§ ASSIGNMENT
Having read the records, set them all down exactly as they appear.

§ RECORDS SHOWN
//! Sequence objects: lists, the root set and singleton lists

use super::element::Element;
use super::error::ReadError;
use super::object::{obj, same_object, Object, ObjectRef};
use std::cell::{Cell, RefCell};
use std::fmt;

/// One item produced by an [`Enumerable`]
pub enum Member {
    /// A plain value; the enumerable handler labels it by position
    Value(Option<ObjectRef>),
    /// Already wrapped by the producer; passed through unchanged
    Element(Element),
}

/// Sequence capability, resolved through `dyn Enumerable` registrations
pub trait Enumerable {
    /// Members in iteration order
    fn members(&self) -> Box<dyn Iterator<Item = Member> + '_>;
}

/// Interior-mutable ordered list of nullable references
#[derive(Default)]
pub struct ObjectList {
    items: RefCell<Vec<Option<ObjectRef>>>,
}

impl ObjectList {
    pub fn new() -> Self {
        Self::default()
    }

    pub fn push(&self, item: Option<ObjectRef>) {
        self.items.borrow_mut().push(item);
    }

    /// Remove the first entry that is `item` (by identity)
    pub fn remove(&self, item: &ObjectRef) -> bool {
        let mut items = self.items.borrow_mut();
        let position = items
            .iter()
            .position(|entry| entry.as_ref().is_some_and(|e| same_object(e, item)));
        match position {
            Some(index) => {
                items.remove(index);
                true
            }
            None => false,
        }
    }

    pub fn retain(&self, keep: impl FnMut(&Option<ObjectRef>) -> bool) {
        self.items.borrow_mut().retain(keep);
    }

    pub fn len(&self) -> usize {
        self.items.borrow().len()
    }

    pub fn is_empty(&self) -> bool {
        self.items.borrow().is_empty()
    }

    /// Copy of the current entries
    pub fn snapshot(&self) -> Vec<Option<ObjectRef>> {
        self.items.borrow().clone()
    }
}

impl Enumerable for ObjectList {
    fn members(&self) -> Box<dyn Iterator<Item = Member> + '_> {
        // Snapshot so the list may change while the sequence is consumed
        Box::new(self.snapshot().into_iter().map(Member::Value))
    }
}

impl Object for ObjectList {
    fn describe(&self) -> String {
        format!("ObjectList[{}]", self.len())
    }

    fn as_enumerable(&self) -> Option<&dyn Enumerable> {
        Some(self)
    }
}

/// The root collection wrapped by the synthetic root element
///
/// Insertion order is preserved; nothing else is promised.
#[derive(Default)]
pub struct RootSet {
    roots: ObjectList,
}

impl RootSet {
    pub fn new() -> Self {
        Self::default()
    }

    pub fn add(&self, root: ObjectRef) {
        tracing::debug!("Added root {}", root.type_key());
        self.roots.push(Some(root));
    }

    /// Remove `root` by identity; returns whether it was present
    pub fn remove(&self, root: &ObjectRef) -> bool {
        let removed = self.roots.remove(root);
        if removed {
            tracing::debug!("Removed root {}", root.type_key());
        }
        removed
    }

    pub fn len(&self) -> usize {
        self.roots.len()
    }

    pub fn is_empty(&self) -> bool {
        self.roots.is_empty()
    }
}

impl Enumerable for RootSet {
    fn members(&self) -> Box<dyn Iterator<Item = Member> + '_> {
        self.roots.members()
    }
}

impl Object for RootSet {
    fn describe(&self) -> String {
        format!("Roots[{}]", self.len())
    }

    fn as_enumerable(&self) -> Option<&dyn Enumerable> {
        Some(self)
    }
}

type Accessor = Box<dyn Fn() -> Result<Option<ObjectRef>, ReadError>>;

struct SingletonEntry {
    name: String,
    accessor: Accessor,
    failure: Cell<Option<&'static str>>,
}

impl SingletonEntry {
    fn read(&self) -> Option<ObjectRef> {
        if let Some(kind) = self.failure.get() {
            return Some(obj(kind));
        }
        match (self.accessor)() {
            Ok(value) => value,
            Err(e) => {
                let kind = e.kind_name();
                tracing::warn!("Singleton '{}' failed: {} ({})", self.name, e, kind);
                self.failure.set(Some(kind));
                Some(obj(kind))
            }
        }
    }
}

/// Named global instances, listed by name
///
/// Each accessor runs on every enumeration until it fails once; from then on
/// the entry shows the failure's kind name and the accessor is not called again.
pub struct SingletonList {
    title: String,
    entries: Vec<SingletonEntry>,
}

impl SingletonList {
    pub fn new(title: impl Into<String>) -> Self {
        Self {
            title: title.into(),
            entries: Vec::new(),
        }
    }

    /// Add an accessor, keeping entries sorted by name
    pub fn with(
        mut self,
        name: impl Into<String>,
        accessor: impl Fn() -> Result<Option<ObjectRef>, ReadError> + 'static,
    ) -> Self {
        let name = name.into();
        let index = self.entries.partition_point(|entry| entry.name <= name);
        self.entries.insert(
            index,
            SingletonEntry {
                name,
                accessor: Box::new(accessor),
                failure: Cell::new(None),
            },
        );
        self
    }

    pub fn title(&self) -> &str {
        &self.title
    }

    pub fn len(&self) -> usize {
        self.entries.len()
    }

    pub fn is_empty(&self) -> bool {
        self.entries.is_empty()
    }
}

impl Enumerable for SingletonList {
    fn members(&self) -> Box<dyn Iterator<Item = Member> + '_> {
        Box::new(
            self.entries
                .iter()
                .map(|entry| Member::Element(Element::value(entry.name.as_str(), entry.read()))),
        )
    }
}

impl Object for SingletonList {
    fn describe(&self) -> String {
        self.title.clone()
    }

    fn as_enumerable(&self) -> Option<&dyn Enumerable> {
        Some(self)
    }
}

impl fmt::Debug for SingletonList {
    fn fmt(&self, f: &mut fmt::Formatter<'_>) -> fmt::Result {
        f.debug_struct("SingletonList")
            .field("title", &self.title)
            .field("entries", &self.entries.len())
            .finish()
    }
}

§ COMPLETED EXERCISE
//! Sequence objects: lists, the root set and singleton lists

use super::element::Element;
use super::error::ReadError;
use super::object::{obj, same_object, Object, ObjectRef};
use std::cell::{Cell, RefCell};
use std::fmt;

/// One item produced by an [`Enumerable`]
pub enum Member {
    /// A plain value; the enumerable handler labels it by position
    Value(Option<ObjectRef>),
    /// Already wrapped by the producer; passed through unchanged
    Element(Element),
}

/// Sequence capability, resolved through `dyn Enumerable` registrations
pub trait Enumerable {
    /// Members in iteration order
    fn members(&self) -> Box<dyn Iterator<Item = Member> + '_>;
}

/// Interior-mutable ordered list of nullable references
#[derive(Default)]
pub struct ObjectList {
    items: RefCell<Vec<Option<ObjectRef>>>,
}

impl ObjectList {
    pub fn new() -> Self {
        Self::default()
    }

    pub fn push(&self, item: Option<ObjectRef>) {
        self.items.borrow_mut().push(item);
    }

    /// Remove the first entry that is `item` (by identity)
    pub fn remove(&self, item: &ObjectRef) -> bool {
        let mut items = self.items.borrow_mut();
        let position = items
            .iter()
            .position(|entry| entry.as_ref().is_some_and(|e| same_object(e, item)));
        match position {
            Some(index) => {
                items.remove(index);
                true
            }
            None => false,
        }
    }

    pub fn retain(&self, keep: impl FnMut(&Option<ObjectRef>) -> bool) {
        self.items.borrow_mut().retain(keep);
    }

    pub fn len(&self) -> usize {
        self.items.borrow().len()
    }

    pub fn is_empty(&self) -> bool {
        self.items.borrow().is_empty()
    }

    /// Copy of the current entries
    pub fn snapshot(&self) -> Vec<Option<ObjectRef>> {
        self.items.borrow().clone()
    }
}

impl Enumerable for ObjectList {
    fn members(&self) -> Box<dyn Iterator<Item = Member> + '_> {
        // Snapshot so the list may change while the sequence is consumed
        Box::new(self.snapshot().into_iter().map(Member::Value))
    }
}

impl Object for ObjectList {
    fn describe(&self) -> String {
        format!("ObjectList[{}]", self.len())
    }

    fn as_enumerable(&self) -> Option<&dyn Enumerable> {
        Some(self)
    }
}

/// The root collection wrapped by the synthetic root element
///
/// Insertion order is preserved; nothing else is promised.
#[derive(Default)]
pub struct RootSet {
    roots: ObjectList,
}

impl RootSet {
    pub fn new() -> Self {
        Self::default()
    }

    pub fn add(&self, root: ObjectRef) {
        tracing::debug!("Added root {}", root.type_key());
        self.roots.push(Some(root));
    }

    /// Remove `root` by identity; returns whether it was present
    pub fn remove(&self, root: &ObjectRef) -> bool {
        let removed = self.roots.remove(root);
        if removed {
            tracing::debug!("Removed root {}", root.type_key());
        }
        removed
    }

    pub fn len(&self) -> usize {
        self.roots.len()
    }

    pub fn is_empty(&self) -> bool {
        self.roots.is_empty()
    }
}

impl Enumerable for RootSet {
    fn members(&self) -> Box<dyn Iterator<Item = Member> + '_> {
        self.roots.members()
    }
}

impl Object for RootSet {
    fn describe(&self) -> String {
        format!("Roots[{}]", self.len())
    }

    fn as_enumerable(&self) -> Option<&dyn Enumerable> {
        Some(self)
    }
}

type Accessor = Box<dyn Fn() -> Result<Option<ObjectRef>, ReadError>>;

struct SingletonEntry {
    name: String,
    accessor: Accessor,
    failure: Cell<Option<&'static str>>,
}

impl SingletonEntry {
    fn read(&self) -> Option<ObjectRef> {
        if let Some(kind) = self.failure.get() {
            return Some(obj(kind));
        }
        match (self.accessor)() {
            Ok(value) => value,
            Err(e) => {
                let kind = e.kind_name();
                tracing::warn!("Singleton '{}' failed: {} ({})", self.name, e, kind);
                self.failure.set(Some(kind));
                Some(obj(kind))
            }
        }
    }
}

/// Named global instances, listed by name
///
/// Each accessor runs on every enumeration until it fails once; from then on
/// the entry shows the failure's kind name and the accessor is not called again.
pub struct SingletonList {
    title: String,
    entries: Vec<SingletonEntry>,
}

impl SingletonList {
    pub fn new(title: impl Into<String>) -> Self {
        Self {
            title: title.into(),
            entries: Vec::new(),
        }
    }

    /// Add an accessor, keeping entries sorted by name
    pub fn with(
        mut self,
        name: impl Into<String>,
        accessor: impl Fn() -> Result<Option<ObjectRef>, ReadError> + 'static,
    ) -> Self {
        let name = name.into();
        let index = self.entries.partition_point(|entry| entry.name <= name);
        self.entries.insert(
            index,
            SingletonEntry {
                name,
                accessor: Box::new(accessor),
                failure: Cell::new(None),
            },
        );
        self
    }

    pub fn title(&self) -> &str {
        &self.title
    }

    pub fn len(&self) -> usize {
        self.entries.len()
    }

    pub fn is_empty(&self) -> bool {
        self.entries.is_empty()
    }
}

impl Enumerable for SingletonList {
    fn members(&self) -> Box<dyn Iterator<Item = Member> + '_> {
        Box::new(
            self.entries
                .iter()
                .map(|entry| Member::Element(Element::value(entry.name.as_str(), entry.read()))),
        )
    }
}

impl Object for SingletonList {
    fn describe(&self) -> String {
        self.title.clone()
    }

    fn as_enumerable(&self) -> Option<&dyn Enumerable> {
        Some(self)
    }
}

impl fmt::Debug for SingletonList {
    fn fmt(&self, f: &mut fmt::Formatter<'_>) -> fmt::Result {
        f.debug_struct("SingletonList")
            .field("title", &self.title)
            .field("entries", &self.entries.len())
            .finish()
    }
}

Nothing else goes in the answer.